Ocean heat sets another record high

AP Phot6o/Robert F. Bukaty
Lobster fishermen are already at work as the sun rises over the Atlantic Ocean, Thursday, Sept. 9, 2022, off of Kennebunkport, Maine.

The ocean saw record high temperatures once again in 2022, according to new research published on Tuesday.

“The inexorable climb in ocean temperatures is the inevitable outcome of Earth’s energy imbalance, primarily associated with increasing concentrations of greenhouse gases,” said the paper, published in Advances in Atmospheric Sciences. 

“The global long-term warming trend is so steady and robust that annual records continue to be set with each new year,” it added.

Global ocean temperatures have continually broken records in recent years.
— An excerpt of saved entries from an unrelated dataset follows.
use thiserror::Error;

use crate::codegen::error::{AnnotationError, ConstPoolError, EmitError};

/// Result type for classforge operations
pub type Result<T> = std::result::Result<T, Error>;

/// Error types raised while synthesizing a class
#[derive(Error, Debug)]
pub enum Error {
    #[error("{kind} {signature} is already defined on {owner}")]
    DuplicateMember {
        kind: MemberKind,
        signature: String,
        owner: String,
    },

    #[error("Illegal type name '{name}': {reason}")]
    IllegalName { name: String, reason: String },

    #[error("The type initializer cannot be invoked explicitly: {method}")]
    TypeInitializerInvocation { method: String },

    #[error("Emission error: {0}")]
    Emit(#[from] EmitError),

    #[error("Annotation error: {0}")]
    Annotation(#[from] AnnotationError),

    #[error("Constant pool error: {0}")]
    ConstPool(#[from] ConstPoolError),

    #[error("Initializer for {type_name} failed: {message}")]
    Initializer { type_name: String, message: String },
}

/// Kind of member involved in a duplicate-member failure
#[derive(Debug, Clone, Copy, PartialEq, Eq)]
pub enum MemberKind {
    Field,
    Method,
}

impl std::fmt::Display for MemberKind {
    fn fmt(&self, f: &mut std::fmt::Formatter<'_>) -> std::fmt::Result {
        match self {
            MemberKind::Field => f.write_str("Field"),
            MemberKind::Method => f.write_str("Method"),
        }
    }
}

impl Error {
    /// Create an illegal-name error
    pub fn illegal_name(name: impl Into<String>, reason: impl Into<String>) -> Self {
        Self::IllegalName {
            name: name.into(),
            reason: reason.into(),
        }
    }

    /// Create a duplicate-member error
    pub fn duplicate(kind: MemberKind, signature: impl Into<String>, owner: impl Into<String>) -> Self {
        Self::DuplicateMember {
            kind,
            signature: signature.into(),
            owner: owner.into(),
        }
    }

    pub fn is_duplicate_member(&self) -> bool {
        matches!(self, Self::DuplicateMember { .. })
    }
}
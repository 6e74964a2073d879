//! Build configuration

use crate::codegen::assign::{default_assigner, VoidAwareAssigner};
use crate::codegen::defs::access_flags::*;
use crate::codegen::defs::ClassFileVersion;
use crate::codegen::stack::Context;
use crate::description::TypeDescription;
use crate::error::Result;
use std::sync::Arc;

use crate::instrumented::{InstrumentedType, SuffixingName};

/// Settings shared by everything synthesized in one build session
#[derive(Debug, Clone)]
pub struct Config {
    /// Class file format the generated types target
    pub class_file_version: ClassFileVersion,
    /// Modifiers of generated types
    pub modifiers: u16,
    /// Whether coercions may narrow references with a checked cast
    pub dynamic_typing: bool,
    /// Whether assigning `void` to a value pushes the value's default
    pub void_default_value: bool,
    /// Names generated subclasses; clones of a config share its counter
    naming: Arc<SuffixingName>,
}

impl Default for Config {
    fn default() -> Self {
        Self {
            class_file_version: ClassFileVersion::JAVA_V8,
            modifiers: ACC_PUBLIC | ACC_SUPER,
            dynamic_typing: false,
            void_default_value: false,
            naming: Arc::new(SuffixingName::new("Forged")),
        }
    }
}

impl Config {
    pub fn new() -> Self {
        Self::default()
    }

    pub fn with_class_file_version(mut self, class_file_version: ClassFileVersion) -> Self {
        self.class_file_version = class_file_version;
        self
    }

    pub fn with_modifiers(mut self, modifiers: u16) -> Self {
        self.modifiers = modifiers;
        self
    }

    pub fn with_dynamic_typing(mut self, dynamic_typing: bool) -> Self {
        self.dynamic_typing = dynamic_typing;
        self
    }

    pub fn with_void_default_value(mut self, void_default_value: bool) -> Self {
        self.void_default_value = void_default_value;
        self
    }

    /// Restarts the naming sequence under a new suffix
    pub fn with_naming_suffix(mut self, naming_suffix: impl Into<String>) -> Self {
        self.naming = Arc::new(SuffixingName::new(naming_suffix));
        self
    }

    pub fn naming_suffix(&self) -> &str {
        self.naming.suffix()
    }

    /// Emission context for method bodies of generated types
    pub fn context(&self) -> Context {
        Context::new(self.class_file_version)
    }

    /// The default coercion chain
    pub fn assigner(&self) -> VoidAwareAssigner {
        default_assigner(self.void_default_value)
    }

    /// First snapshot of a subclass of `super_class`
    pub fn subclass(&self, super_class: TypeDescription, interfaces: Vec<TypeDescription>) -> Result<InstrumentedType> {
        InstrumentedType::subclass(
            self.class_file_version,
            super_class,
            interfaces,
            self.modifiers,
            self.naming.as_ref(),
        )
    }
}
Two separate data sets evaluated in the paper — one from the Chinese Academy of Sciences (CAS) and another from the U.S. National Oceanic and Atmospheric Administration (NOAA) — showed relatively similar increases in temperatures in the last year.

Ocean temperatures, which are measured in zettajoules (ZJ), have typically increased by about 5.3 ZJ or 5.5 ZJ a year over the last six decades, according to NOAA and CAS, respectively. However, between 2021 and 2022, ocean temperatures increased by about 9.1 ZJ or 10.9 ZJ, according to the two data sets.

Since the late 1980s, the ocean has been warming at a rate three to four times faster than earlier decades, the paper noted. For instance, CAS data showed that ocean temperatures increased by about 2.3 ZJ per year between 1958 and 1985. However, since 1986, it has increased by about 8.7 ZJ a year.

As the world has struggled to come together on climate change efforts, recent research has continually showed record-setting climate events and natural disasters.

In the U.S. alone, there were 18 separate weather and climate disasters that cost more than $1 billion in 2022, making it the third most costly year on record, NOAA said in a release on Tuesday.

The last eight years were also the warmest on record, according to research released by the European Union’s Copernicus Climate Change Service on Monday.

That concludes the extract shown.